The bill includes measures that would affect the determination of corporate income tax.

  • Tax rate: The current rate of 34% would be reduced to 31.5% in 2022, and to 29% from 2023 and onwards.
  • Taxable income computation: Corporate income tax would be computed on a quarterly basis. The option for yearly computation with monthly estimates would no longer be available.
  • NOLs: As a result of the mandatory quarterly computation, a new net operating loss (NOL) use rule would be introduced to allow the use of NOLs in the subsequent three quarters instead of the existing cap of 30% (that is, 30% of the entity’s taxable income).

Profit distributions


  • Dividends would no longer be tax exempt, but would be subject to a withholding tax at a rate of 20% (30% if the beneficiary of the dividend payments is located in a tax haven jurisdiction or is subject to a “privileged tax regime”).
  • Treaty provisions would be carefully assessed due to different rates, possible relief, and possible “tax sparing” clauses. Brazil has not signed the multilateral instrument (MLI) but the concept of “ultimate beneficial owner” (UBO) would need to be considered as would the “principal purpose test” given that it has been already included in certain income tax treaties and could eventually be included in all treaties.

Interest on net equity

  • Interest paid to shareholders based on the invested entity’s net equity—a means for profit distribution—would no longer be deductible. Thus, it would be necessary to reassess the debt / equity strategy adopted to fund a Brazilian subsidiary. A higher debt-to-equity ratio could be a trend, though other debt-related variables would need to be considered (such as thin-capitalization rules, transfer pricing rules, and withholding income tax on interest).

Holding companies

  • The 20% w/h income tax would apply when the invested entity distributes dividends to other holding companies or other foreign investment vehicles in Brazil.

DDL rule

  • There would be a type of domestic transfer pricing rule intended to curb tax driven reallocation of profits among companies in Brazil that are deemed to be related parties (since there is no tax consolidation in Brazil). The bill would strengthen this rule with implications concerning corporate income tax and withholding tax on dividends. This could affect operations in Brazil that make use of several legal entities.

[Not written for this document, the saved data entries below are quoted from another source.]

use directories::ProjectDirs;
use std::path::PathBuf;

const APP_NAME: &str = "keytutor";

/// Where history and configuration live by default
pub struct AppDirs;

impl AppDirs {
    /// `$HOME/.local/state/keytutor/history.db`, or the platform data dir without `HOME`
    pub fn db_path() -> Option<PathBuf> {
        if let Ok(home) = std::env::var("HOME") {
            Some(
                PathBuf::from(home)
                    .join(".local")
                    .join("state")
                    .join(APP_NAME)
                    .join("history.db"),
            )
        } else {
            ProjectDirs::from("", "", APP_NAME).map(|pd| pd.data_local_dir().join("history.db"))
        }
    }

    pub fn config_path() -> Option<PathBuf> {
        ProjectDirs::from("", "", APP_NAME).map(|pd| pd.config_dir().join("config.json"))
    }
}

#[cfg(test)]
mod tests {
    use super::*;

    #[test]
    fn db_path_ends_in_app_dir() {
        if let Some(path) = AppDirs::db_path() {
            assert!(path.ends_with("keytutor/history.db"));
        }
    }
}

Capital gains – non-residents

Indirect transfer of shares: The bill would introduce rules on indirect transfer of shares if:

  • The business in Brazil represents at least 50% of the fair value of the overall business sold abroad and if at least 10% of it is to be sold; or
  • The business in Brazil has a total fair value of at least US $100 million and the offshore transaction involves at least 10% of the overall business sold abroad.
  • Under these measures, the seller, or legal representative would have to notify the tax authority (RFB) about the sale and disclose details. The buyer would be liable for withholding the applicable capital gain tax (ranging from 15% to 22.5%). The buyer’s legal representatives, as well as those of seller, and the entity in Brazil being sold would be jointly liable.

KPMG observation

This measure is expected to have a significant impact on acquisitions of or investments in Brazil-based entities (including those in the digital economy) that ultimately aim for an initial public offering (IPO) abroad (for instance on the Nasdaq) since, currently, such IPOs tend to be beyond the reach of Brazil’s capital gain rules. This proposed new rule could affect many global transactions given that the size of the overall business in Brazil tends to be substantial. 

Exit tax

Individuals or legal entities that are residents of Brazil would be subject to a type of “exit tax.” If such residents contribute assets to legal entities abroad, they would do so based on the fair market value of the contributed asset. The difference between the transferred asset’s fair value and its tax basis would be treated as a capital gain and taxed as such.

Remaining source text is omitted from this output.